Scientists germinate first-ever seedlings in Apollo Moon Dirt


Twelve grams of the moon arrived at Robert Ferl’s lab in an undecorated UPS box.

Ferl, a horticulturist at the University of Florida, had waited more than a decade for this moment. The small dirt box, postmarked by NASA, contained some of the last unopened samples of moon dust, or regolith, collected by astronauts on Apollo 11, 12 and 17 assignments. Despite months of practice, Ferl recalls, he lifted the sample with shaky hands. “It’s weird, scary. I mean, what if you drop that?” he says. Ferl and his team were set to become the first researchers to grow plants in soil. real lunar.

The experiment has been greenlit as part of a recent lunar research boom fueled by NASA’s Artemis program, which aims to return humans to the moon later this decade. This time around, NASA wants to explore the Moon in a more sustainable way by creating surface outposts for longer stays, as well as a lunar-orbiting space station called Gateway – two essential dress rehearsals, according to the space agency, for possible astronautical journeys to Mars. . Scientists believe these longer missions will require a sustainable source of food. “All human exploration has been driven by the ability to feed crews,” says Gil Cauthorn, a researcher based in Osaka, Japan, at the Astrobotany International Research Initiative.

Ferl’s research, which was published in Communications Biology in May, offers an important first step in this journey, finally proving that plants can grow in lunar soil.
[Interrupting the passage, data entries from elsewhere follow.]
//! Single-shot JSON transport over reqwest.

use std::time::Duration;

use reqwest::{StatusCode, header::CONTENT_TYPE};
use serde::{Serialize, de::DeserializeOwned};
use tracing::debug;

use super::builder::InspectorConfig;
use super::error::LlmError;

#[derive(Debug, Clone)]
pub struct HttpClientConfig {
    /// Total time allowed for the request, including reading the body.
    pub timeout: Duration,
}

impl Default for HttpClientConfig {
    fn default() -> Self {
        Self {
            timeout: Duration::from_secs(60),
        }
    }
}

/// HTTP session used for exactly one call per request. Failures are never retried.
pub struct HttpClient {
    client: reqwest::Client,
    inspector_config: Option<InspectorConfig>,
}

impl HttpClient {
    pub fn new(
        config: &HttpClientConfig,
        user_agent: Option<&str>,
        inspector_config: Option<InspectorConfig>,
    ) -> Result<Self, LlmError> {
        let default_ua = format!("sqlprompt/{}", env!("CARGO_PKG_VERSION"));
        let ua = user_agent.unwrap_or(&default_ua);

        let client = reqwest::Client::builder()
            .timeout(config.timeout)
            .user_agent(ua)
            .build()
            .map_err(|e| {
                LlmError::Configuration(format!("Failed to build reqwest client: {e}"))
            })?;

        Ok(Self {
            client,
            inspector_config,
        })
    }

    /// POST a JSON body and decode the JSON answer.
    ///
    /// 401 and 403 map to [`LlmError::Authentication`], every other non-success
    /// status to [`LlmError::Api`].
    #[tracing::instrument(
        name = "http_post_json",
        skip(self, headers, body),
        fields(url = %url),
        err(level = "debug")
    )]
    pub async fn post_json<Req, Res>(
        &self,
        url: &str,
        headers: &[(String, String)],
        body: &Req,
    ) -> Result<Res, LlmError>
    where
        Req: Serialize,
        Res: DeserializeOwned,
    {
        let url = reqwest::Url::parse(url)
            .map_err(|e| LlmError::Configuration(format!("Invalid API URL '{url}': {e}")))?;

        // Serialized as-is so the wire body keeps the struct's field order.
        let body_bytes = serde_json::to_vec(body).map_err(|e| LlmError::Parse {
            message: "Failed to serialize request".to_string(),
            source: Box::new(e),
        })?;

        if let Some(inspector) = self
            .inspector_config
            .as_ref()
            .and_then(|c| c.request_inspector.as_ref())
        {
            let body_value = serde_json::from_slice(&body_bytes).map_err(|e| LlmError::Parse {
                message: "Failed to serialize request for inspection".to_string(),
                source: Box::new(e),
            })?;
            inspector(&body_value);
        }

        let mut req_builder = self
            .client
            .post(url)
            .header(CONTENT_TYPE, "application/json")
            .body(body_bytes);
        for (name, value) in headers {
            req_builder = req_builder.header(name, value);
        }

        let res = req_builder.send().await.map_err(|e| LlmError::Network {
            message: "Request failed".to_string(),
            source: Box::new(e),
        })?;

        let status = res.status();
        let response_text = res.text().await.map_err(|e| LlmError::Network {
            message: "Failed to read response body".to_string(),
            source: Box::new(e),
        })?;

        if !status.is_success() {
            debug!(status = %status, "API returned error status");
            self.inspect_response(|| {
                serde_json::from_str(&response_text).unwrap_or_else(|_| {
                    serde_json::json!({
                        "error": response_text,
                        "status_code": status.as_u16()
                    })
                })
            });
            return Err(status_error(status, &response_text));
        }

        debug!(status = %status, "HTTP request successful");

        let response_value: serde_json::Value =
            serde_json::from_str(&response_text).map_err(|e| LlmError::Parse {
                message: "Failed to parse response as JSON".to_string(),
                source: Box::new(e),
            })?;

        self.inspect_response(|| response_value.clone());

        serde_json::from_value(response_value).map_err(|e| LlmError::Parse {
            message: "Failed to parse API response".to_string(),
            source: Box::new(e),
        })
    }

    fn inspect_response(&self, value: impl FnOnce() -> serde_json::Value) {
        if let Some(inspector) = self
            .inspector_config
            .as_ref()
            .and_then(|c| c.response_inspector.as_ref())
        {
            inspector(&value());
        }
    }
}

fn status_error(status: StatusCode, body: &str) -> LlmError {
    let message = error_message(body);
    match status {
        StatusCode::UNAUTHORIZED | StatusCode::FORBIDDEN => LlmError::Authentication {
            message,
            status_code: status.as_u16(),
        },
        _ => LlmError::Api {
            message: format!("{status}: {message}"),
            status_code: Some(status.as_u16()),
        },
    }
}

/// Pull `error.message` out of an OpenAI-style error body, falling back to the raw text.
fn error_message(body: &str) -> String {
    serde_json::from_str::<serde_json::Value>(body)
        .ok()
        .and_then(|v| v["error"]["message"].as_str().map(str::to_string))
        .unwrap_or_else(|| {
            if body.trim().is_empty() {
                "Unknown error".to_string()
            } else {
                body.trim().to_string()
            }
        })
}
However, the seedlings didn’t really thrive in the regolith alone, indicating that future lunar farmers will need to fertilize their soil before planting crops.

In order to test the lunar soil, Ferl and his team divided the samples into 12 pots of 900 milligrams each and planted in each seed of Arabidopsis thaliana (a hardy relative of mustard and cabbage that is a standard “model organism” in biology). To their delight, all the seeds germinated successfully. Yet the seedlings struggled with the next stage of growth: establishing a healthy root system. “That turned out to be quite problematic,” says Ferl. Apollo sprouts were slow to develop and showed signs of extreme stress associated with too much salt, metal and soil oxidation. It has a lot to do with the supernatural conditions in which the lunar regolith formed – it was hammered by solar winds, cosmic rays and meteorite impacts over billions of years. But just as crucial are the ingredients it lacks, namely water and microbes.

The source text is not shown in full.